The more points students score in our contests, the happier we here at the USACO are. We try to design our contests so that people can score as many points as possible, and would like your assistance.

We have several categories from which problems can be chosen, where a "category" is an unlimited set of contest problems which all require the same amount of time to solve and deserve the same number of points for a correct solution. Your task is write a program which tells the USACO staff how many problems from each category to include in a contest so as to maximize the total number of points in the chosen problems while keeping the total solution time within the length of the contest.

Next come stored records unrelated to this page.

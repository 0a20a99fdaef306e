//! Connection state and peripheral handles.

/// Connection state for a peripheral.
#[derive(Debug, Clone, Copy, PartialEq, Eq, Hash, Default)]
#[cfg_attr(feature = "serde", derive(serde::Serialize, serde::Deserialize))]
pub enum ConnectionState {
    /// Not connected to the peripheral.
    #[default]
    Disconnected,
    /// Currently attempting to connect.
    Connecting,
    /// Connected and subscribed.
    Connected,
    /// Currently tearing the link down.
    Disconnecting,
}

impl ConnectionState {
    /// Check if connected.
    pub fn is_connected(&self) -> bool {
        matches!(self, Self::Connected)
    }

    /// Check if in a transitional state.
    pub fn is_transitioning(&self) -> bool {
        matches!(self, Self::Connecting | Self::Disconnecting)
    }
}

impl std::fmt::Display for ConnectionState {
    fn fmt(&self, f: &mut std::fmt::Formatter<'_>) -> std::fmt::Result {
        match self {
            Self::Disconnected => write!(f, "Disconnected"),
            Self::Connecting => write!(f, "Connecting"),
            Self::Connected => write!(f, "Connected"),
            Self::Disconnecting => write!(f, "Disconnecting"),
        }
    }
}

/// A discovered or connected BLE peripheral.
#[derive(Debug, Clone, PartialEq, Eq)]
#[cfg_attr(feature = "serde", derive(serde::Serialize, serde::Deserialize))]
pub struct PeripheralHandle {
    /// Platform BLE identifier, unique per device.
    pub address: String,
    /// Advertised name.
    pub name: Option<String>,
    /// Connection state at the time the handle was produced.
    pub state: ConnectionState,
}

impl PeripheralHandle {
    /// Handle for a device seen during discovery.
    pub fn discovered(address: impl Into<String>, name: impl Into<String>) -> Self {
        Self {
            address: address.into(),
            name: Some(name.into()),
            state: ConnectionState::Disconnected,
        }
    }

    /// Name if present, otherwise the address.
    pub fn display_name(&self) -> &str {
        self.name.as_deref().unwrap_or(&self.address)
    }
}

impl std::fmt::Display for PeripheralHandle {
    fn fmt(&self, f: &mut std::fmt::Formatter<'_>) -> std::fmt::Result {
        match &self.name {
            Some(name) => write!(f, "{} ({})", name, self.address),
            None => write!(f, "{}", self.address),
        }
    }
}

#[cfg(test)]
mod tests {
    use super::*;

    #[test]
    fn test_connection_state() {
        assert!(!ConnectionState::Disconnected.is_connected());
        assert!(ConnectionState::Connected.is_connected());
        assert!(!ConnectionState::Connecting.is_connected());

        assert!(ConnectionState::Connecting.is_transitioning());
        assert!(ConnectionState::Disconnecting.is_transitioning());
        assert!(!ConnectionState::Connected.is_transitioning());
        assert_eq!(ConnectionState::default(), ConnectionState::Disconnected);
    }

    #[test]
    fn test_connection_state_display() {
        assert_eq!(format!("{}", ConnectionState::Connected), "Connected");
        assert_eq!(format!("{}", ConnectionState::Disconnected), "Disconnected");
    }

    #[test]
    fn test_peripheral_handle_display() {
        let handle = PeripheralHandle::discovered("AA:BB:CC:DD:EE:FF", "GasSampler");
        assert_eq!(handle.to_string(), "GasSampler (AA:BB:CC:DD:EE:FF)");
        assert_eq!(handle.display_name(), "GasSampler");

        let unnamed = PeripheralHandle {
            name: None,
            ..handle
        };
        assert_eq!(unnamed.to_string(), "AA:BB:CC:DD:EE:FF");
        assert_eq!(unnamed.display_name(), "AA:BB:CC:DD:EE:FF");
    }
}
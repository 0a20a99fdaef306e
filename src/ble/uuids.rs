//! BLE Characteristic UUIDs.
//!
//! The sampling rig exposes a single read/write/notify characteristic used for
//! both outbound commands and inbound status text.

use uuid::Uuid;

/// Command/status characteristic UUID (Read, Write, Notify).
pub const RELAY_CHARACTERISTIC_UUID: Uuid =
    Uuid::from_u128(0x8765_4321_4321_4321_4321_210987654321);

/// Check if a characteristic UUID is the relay characteristic.
pub fn is_relay_characteristic(uuid: &Uuid) -> bool {
    *uuid == RELAY_CHARACTERISTIC_UUID
}
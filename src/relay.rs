//! Relay between a host application and the gas-sampling rig.
//!
//! [`Relay`] owns the scanner, the session manager and the event bus. Every
//! operation is spawned onto the tokio runtime and handed back as an
//! [`OperationHandle`], so a UI thread never waits on the radio.

use futures::StreamExt;
use parking_lot::RwLock;
use std::sync::Arc;
use tokio::sync::broadcast;
use tracing::{debug, info, warn};

use crate::ble::adapter::BtleplugTransport;
use crate::ble::connection::{ConnectionState, PeripheralHandle};
use crate::ble::scanner::DeviceScanner;
use crate::ble::transport::BleTransport;
use crate::config::RelayConfig;
use crate::error::Result;
use crate::events::{CallbackHandle, EventBus, RelayEvent, Status};
use crate::operation::OperationHandle;
use crate::protocol::commands::{Command, Parameter};
use crate::session::SessionManager;

/// Headless relay to a single gas-sampler peripheral.
///
/// # Example
///
/// ```no_run
/// use gas_sampler_ble::{Command, Relay};
///
/// # async fn example() -> gas_sampler_ble::Result<()> {
/// let relay = Relay::new().await?;
///
/// let devices = relay.scan().await?;
/// if let Some(device) = devices.first() {
///     relay.connect(device.address.clone()).await?;
///     relay.send_command(Command::SampleBag).await?;
/// }
///
/// relay.shutdown().await?;
/// # Ok(())
/// # }
/// ```
pub struct Relay {
    /// Active configuration.
    config: RelayConfig,
    /// Event bus shared with the scanner and session manager.
    events: EventBus,
    /// Device scanner.
    scanner: Arc<DeviceScanner>,
    /// Session manager.
    session: Arc<SessionManager>,
    /// Devices found by the latest scan, in discovery order.
    devices: Arc<RwLock<Vec<PeripheralHandle>>>,
}

impl Relay {
    /// Create a relay on the first Bluetooth adapter with default settings.
    ///
    /// # Errors
    ///
    /// Returns an error if Bluetooth is not available.
    pub async fn new() -> Result<Self> {
        Self::with_config(RelayConfig::default()).await
    }

    /// Create a relay on the first Bluetooth adapter.
    ///
    /// # Errors
    ///
    /// Returns an error if the configuration is invalid or Bluetooth is not
    /// available.
    pub async fn with_config(config: RelayConfig) -> Result<Self> {
        config.validate()?;
        let transport = BtleplugTransport::new().await?;
        Self::with_transport(Arc::new(transport), config)
    }

    /// Create a relay on any transport.
    ///
    /// # Errors
    ///
    /// Returns an error if the configuration is invalid.
    pub fn with_transport(transport: Arc<dyn BleTransport>, config: RelayConfig) -> Result<Self> {
        config.validate()?;

        let events = EventBus::new(config.event_capacity);
        let scanner = DeviceScanner::new(transport.clone(), events.clone(), config.scan_timeout);
        let session = SessionManager::new(transport, events.clone(), &config);

        debug!("Relay created with {:?}", config);

        Ok(Self {
            config,
            events,
            scanner: Arc::new(scanner),
            session: Arc::new(session),
            devices: Arc::new(RwLock::new(Vec::new())),
        })
    }

    /// Active configuration.
    pub fn config(&self) -> &RelayConfig {
        &self.config
    }

    /// Run a discovery sweep.
    ///
    /// The device list is cleared once the sweep starts and filled as named
    /// devices arrive; each one is also published as a
    /// [`EventKind::DeviceFound`](crate::EventKind::DeviceFound) event. The
    /// handle resolves to every device found when the sweep ends.
    pub fn scan(&self) -> OperationHandle<Vec<PeripheralHandle>> {
        let scanner = self.scanner.clone();
        let devices = self.devices.clone();

        OperationHandle::spawn("scan", async move {
            let mut found_stream = scanner.scan().await?;
            devices.write().clear();

            let mut found = Vec::new();
            while let Some(device) = found_stream.next().await {
                devices.write().push(device.clone());
                found.push(device);
            }

            Ok(found)
        })
    }

    /// Connect to a peripheral by address.
    pub fn connect(&self, address: impl Into<String>) -> OperationHandle<()> {
        let session = self.session.clone();
        let address = address.into();

        OperationHandle::spawn("connect", async move { session.connect(&address).await })
    }

    /// Disconnect from the connected peripheral.
    pub fn disconnect(&self) -> OperationHandle<()> {
        let session = self.session.clone();

        OperationHandle::spawn("disconnect", async move { session.disconnect().await })
    }

    /// Send free text to the rig.
    pub fn send(&self, text: impl Into<String>) -> OperationHandle<()> {
        let session = self.session.clone();
        let text = text.into();

        OperationHandle::spawn("send", async move { session.send(&text).await })
    }

    /// Send a command from the rig vocabulary.
    pub fn send_command(&self, command: Command) -> OperationHandle<()> {
        let session = self.session.clone();

        OperationHandle::spawn("send", async move { session.send_command(&command).await })
    }

    /// Set a rig parameter from a user-entered number.
    ///
    /// Times are given in seconds and sent as milliseconds; counts are sent
    /// as-is. An invalid value is reported without writing anything.
    pub fn set_parameter(&self, parameter: Parameter, value: f64) -> OperationHandle<()> {
        let session = self.session.clone();
        let events = self.events.clone();

        OperationHandle::spawn("set_parameter", async move {
            let command = match Command::set_parameter(parameter, value) {
                Ok(command) => command,
                Err(e) => {
                    warn!("Rejected {} = {}: {}", parameter, value, e);
                    events.status(Status::SendFailed {
                        reason: e.to_string(),
                    });
                    return Err(e);
                }
            };

            session.send_command(&command).await
        })
    }

    /// Devices found by the latest scan.
    pub fn devices(&self) -> Vec<PeripheralHandle> {
        self.devices.read().clone()
    }

    /// Get the current connection state.
    pub fn connection_state(&self) -> ConnectionState {
        self.session.state()
    }

    /// Check if connected.
    pub fn is_connected(&self) -> bool {
        self.session.is_connected()
    }

    /// Check if a sweep is running.
    pub fn is_scanning(&self) -> bool {
        self.scanner.is_scanning()
    }

    /// The connected peripheral, if any.
    pub fn connected_peripheral(&self) -> Option<PeripheralHandle> {
        self.session.peripheral()
    }

    /// One-line connectivity summary for a status bar.
    pub fn connectivity_status(&self) -> String {
        match self.session.peripheral() {
            Some(peripheral) => format!("Connected to: {}", peripheral.display_name()),
            None => "Not connected".to_string(),
        }
    }

    /// Subscribe to relay events.
    pub fn subscribe(&self) -> broadcast::Receiver<RelayEvent> {
        self.events.subscribe()
    }

    /// Register a callback invoked for every relay event, in order.
    pub fn on_event<F>(&self, callback: F) -> CallbackHandle
    where
        F: Fn(RelayEvent) + Send + Sync + 'static,
    {
        self.events.on_event(callback)
    }

    /// The device scanner.
    pub fn scanner(&self) -> &DeviceScanner {
        &self.scanner
    }

    /// The session manager.
    pub fn session(&self) -> &SessionManager {
        &self.session
    }

    /// Disconnect if connected.
    pub async fn shutdown(&self) -> Result<()> {
        info!("Shutting down relay");

        if self.session.state() == ConnectionState::Disconnected {
            return Ok(());
        }

        self.session.disconnect().await
    }
}

impl std::fmt::Debug for Relay {
    fn fmt(&self, f: &mut std::fmt::Formatter<'_>) -> std::fmt::Result {
        f.debug_struct("Relay")
            .field("state", &self.session.state())
            .field("devices", &self.devices.read().len())
            .finish()
    }
}
//! btleplug-backed transport.
//!
//! Wraps the first Bluetooth adapter reported by the platform manager.

use async_trait::async_trait;
use btleplug::api::{Central, CentralEvent, Manager as _, Peripheral as _, ScanFilter};
use btleplug::platform::{Adapter, Manager, Peripheral};
use futures::stream::{BoxStream, StreamExt};
use std::sync::Arc;
use std::time::Duration;
use tracing::{debug, info, trace, warn};

use crate::ble::characteristics::BtleplugLink;
use crate::ble::transport::{with_teardown, Advertisement, BleLink, BleTransport};
use crate::error::{Error, Result};

/// Production [`BleTransport`] built on btleplug.
pub struct BtleplugTransport {
    /// The BLE adapter used for discovery and connections.
    adapter: Adapter,
}

impl BtleplugTransport {
    /// Open the first available Bluetooth adapter.
    ///
    /// # Errors
    ///
    /// Returns an error if Bluetooth is not available.
    pub async fn new() -> Result<Self> {
        let manager = Manager::new()
            .await
            .map_err(|_e| Error::BluetoothUnavailable)?;

        let adapters = manager.adapters().await.map_err(Error::Bluetooth)?;

        let adapter = adapters
            .into_iter()
            .next()
            .ok_or(Error::BluetoothUnavailable)?;

        info!(
            "Using Bluetooth adapter: {:?}",
            adapter.adapter_info().await.ok()
        );

        Ok(Self::with_adapter(adapter))
    }

    /// Create a transport over a specific adapter.
    pub fn with_adapter(adapter: Adapter) -> Self {
        Self { adapter }
    }

    /// Get the underlying adapter.
    pub fn adapter(&self) -> &Adapter {
        &self.adapter
    }

    /// Turn a central event into an advertisement, if it describes a device.
    async fn advertisement_for(adapter: &Adapter, event: CentralEvent) -> Option<Advertisement> {
        let id = match event {
            CentralEvent::DeviceDiscovered(id) | CentralEvent::DeviceUpdated(id) => id,
            _ => return None,
        };

        let peripheral = match adapter.peripheral(&id).await {
            Ok(p) => p,
            Err(e) => {
                trace!("Failed to get peripheral: {}", e);
                return None;
            }
        };

        let properties = match peripheral.properties().await {
            Ok(Some(p)) => p,
            _ => return None,
        };

        Some(Advertisement {
            address: id.to_string(),
            name: properties.local_name,
            rssi: properties.rssi,
        })
    }

    /// Look up a known peripheral by platform id or MAC address.
    async fn find_peripheral(&self, address: &str) -> Result<Option<Peripheral>> {
        let peripherals = self.adapter.peripherals().await.map_err(Error::Bluetooth)?;

        Ok(peripherals.into_iter().find(|p| {
            p.id().to_string() == address || p.address().to_string().eq_ignore_ascii_case(address)
        }))
    }
}

#[async_trait]
impl BleTransport for BtleplugTransport {
    async fn discover(&self, timeout: Duration) -> Result<BoxStream<'static, Advertisement>> {
        let events = self.adapter.events().await.map_err(Error::scan_failed)?;

        self.adapter
            .start_scan(ScanFilter::default())
            .await
            .map_err(Error::scan_failed)?;

        debug!("Discovery started for {:?}", timeout);

        let adapter = self.adapter.clone();
        let advertisements = events
            .take_until(tokio::time::sleep(timeout))
            .filter_map(move |event| {
                let adapter = adapter.clone();
                async move { BtleplugTransport::advertisement_for(&adapter, event).await }
            })
            .boxed();

        // Stop the platform scan when the window closes or the caller stops early
        let adapter = self.adapter.clone();
        Ok(with_teardown(advertisements, move || {
            let Ok(runtime) = tokio::runtime::Handle::try_current() else {
                warn!("No runtime left to stop the scan");
                return;
            };
            runtime.spawn(async move {
                match adapter.stop_scan().await {
                    Ok(()) => debug!("Discovery stopped"),
                    Err(e) => warn!("Failed to stop scan: {}", e),
                }
            });
        }))
    }

    async fn connect(&self, address: &str) -> Result<Arc<dyn BleLink>> {
        let peripheral = self
            .find_peripheral(address)
            .await?
            .ok_or_else(|| Error::DeviceNotFound {
                address: address.to_string(),
            })?;

        // Listen before connecting so a drop during setup is still seen
        let events = self.adapter.events().await.map_err(Error::connect_failed)?;

        // Check if already connected at BLE level
        if peripheral.is_connected().await.unwrap_or(false) {
            info!("Peripheral already connected at BLE level");
        } else {
            peripheral.connect().await.map_err(Error::connect_failed)?;
        }

        peripheral
            .discover_services()
            .await
            .map_err(Error::connect_failed)?;

        let name = peripheral
            .properties()
            .await
            .ok()
            .flatten()
            .and_then(|p| p.local_name);

        Ok(Arc::new(BtleplugLink::new(
            self.adapter.clone(),
            peripheral,
            address.to_string(),
            name,
            events,
        )))
    }
}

The input includes the length of the contest, M (1 <= M <= 10,000) (don't worry, you won't have to compete in the longer contests until training camp) and N, the number of problem categories, where 1 <= N <= 10,000.

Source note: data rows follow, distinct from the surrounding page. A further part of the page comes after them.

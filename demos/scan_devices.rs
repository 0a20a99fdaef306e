//! Basic example: Discover nearby gas-sampler rigs
//!
//! Run with: cargo run --example scan_devices

use gas_sampler_ble::{EventKind, Relay, RelayConfig, Result};
use std::time::Duration;

#[tokio::main]
async fn main() -> Result<()> {
    // Initialize logging
    tracing_subscriber::fmt()
        .with_env_filter(
            tracing_subscriber::EnvFilter::from_default_env()
                .add_directive("gas_sampler_ble=debug".parse().unwrap()),
        )
        .init();

    println!("Starting BLE discovery...");
    println!("Make sure the rig is powered on!\n");

    let config = RelayConfig::default().with_scan_timeout(Duration::from_secs(10));
    let relay = Relay::with_config(config).await?;

    // Show devices as they arrive, before the sweep ends
    let _handle = relay.on_event(|event| {
        if let EventKind::DeviceFound { address, name } = &event.kind {
            println!(
                "[{}] Discovered device: {} ({})",
                event.timestamp.format("%H:%M:%S"),
                name,
                address
            );
        }
    });

    let scan = relay.scan();
    println!("Scanning for {:?}...", relay.config().scan_timeout);
    println!("Press Ctrl+C to exit early.\n");

    let devices = tokio::select! {
        result = scan => result?,
        _ = tokio::signal::ctrl_c() => {
            println!("\nInterrupted!");
            relay.devices()
        }
    };

    println!("\n--- Scan Complete ---");
    println!("Total devices found: {}", devices.len());

    for device in &devices {
        println!("  {}", device);
    }

    println!("\nDone!");

    Ok(())
}
// cli/src/lanzatool/signer.rs: Authenticode signing through sbsign

use std::fs;
use std::path::{Path, PathBuf};
use std::process::Command;

use tracing::debug;

use super::error::{InstallError, Result};

pub trait Signer {
    /// Sign the PE image at `input`, writing the signed image to `output`.
    fn sign(&self, input: &Path, output: &Path) -> Result<()>;

    /// Sign an in-memory image. `label` names the image in errors.
    fn sign_bytes(&self, image: &[u8], label: &Path) -> Result<Vec<u8>> {
        let failure = |reason: String| InstallError::SigningFailure { path: label.to_path_buf(), reason };
        let scratch = tempfile::Builder::new()
            .prefix("lzbt-sign")
            .tempdir()
            .map_err(|e| failure(format!("scratch directory: {e}")))?;
        let input = scratch.path().join("unsigned.efi");
        let output = scratch.path().join("signed.efi");
        fs::write(&input, image).map_err(|e| failure(format!("write {}: {e}", input.display())))?;
        self.sign(&input, &output)?;
        fs::read(&output).map_err(|e| failure(format!("signer produced no output: {e}")))
    }
}

/// Signs with `sbsign --key <private> --cert <public>`.
#[derive(Debug, Clone)]
pub struct SbsignSigner {
    program: PathBuf,
    private_key: PathBuf,
    public_key: PathBuf,
}

impl SbsignSigner {
    /// Fails up front if either key file is unreadable.
    pub fn new(private_key: &Path, public_key: &Path) -> Result<Self> {
        for key in [private_key, public_key] {
            if let Err(e) = fs::metadata(key) {
                return Err(InstallError::SigningFailure {
                    path: key.to_path_buf(),
                    reason: format!("key material unavailable: {e}"),
                });
            }
        }
        Ok(Self {
            program: PathBuf::from("sbsign"),
            private_key: private_key.to_path_buf(),
            public_key: public_key.to_path_buf(),
        })
    }

    pub fn with_program(mut self, program: impl Into<PathBuf>) -> Self {
        self.program = program.into();
        self
    }
}

impl Signer for SbsignSigner {
    fn sign(&self, input: &Path, output: &Path) -> Result<()> {
        let failure = |reason: String| InstallError::SigningFailure { path: input.to_path_buf(), reason };
        debug!(input = %input.display(), "sbsign");

        let result = Command::new(&self.program)
            .arg("--key")
            .arg(&self.private_key)
            .arg("--cert")
            .arg(&self.public_key)
            .arg("--output")
            .arg(output)
            .arg(input)
            .output()
            .map_err(|e| failure(format!("cannot run {}: {e}", self.program.display())))?;

        if !result.status.success() {
            let stderr = String::from_utf8_lossy(&result.stderr);
            return Err(failure(format!("{} exited with {}: {}", self.program.display(), result.status, stderr.trim())));
        }
        if !output.is_file() {
            return Err(failure(format!("{} wrote no output", self.program.display())));
        }
        Ok(())
    }
}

Each of the subsequent N lines contains two integers describing a category: the first integer tells the number of points a problem from that category is worth (1 <= points <= 10000); the second tells the number of minutes a problem from that category takes to solve (1 <= minutes <= 10000).

Your program should determine the number of problems we should take from each category to make the highest-scoring contest solvable within the length of the contest. Remember, the number from any category can be any nonnegative integer (0, one, or many). Calculate the maximum number of possible points.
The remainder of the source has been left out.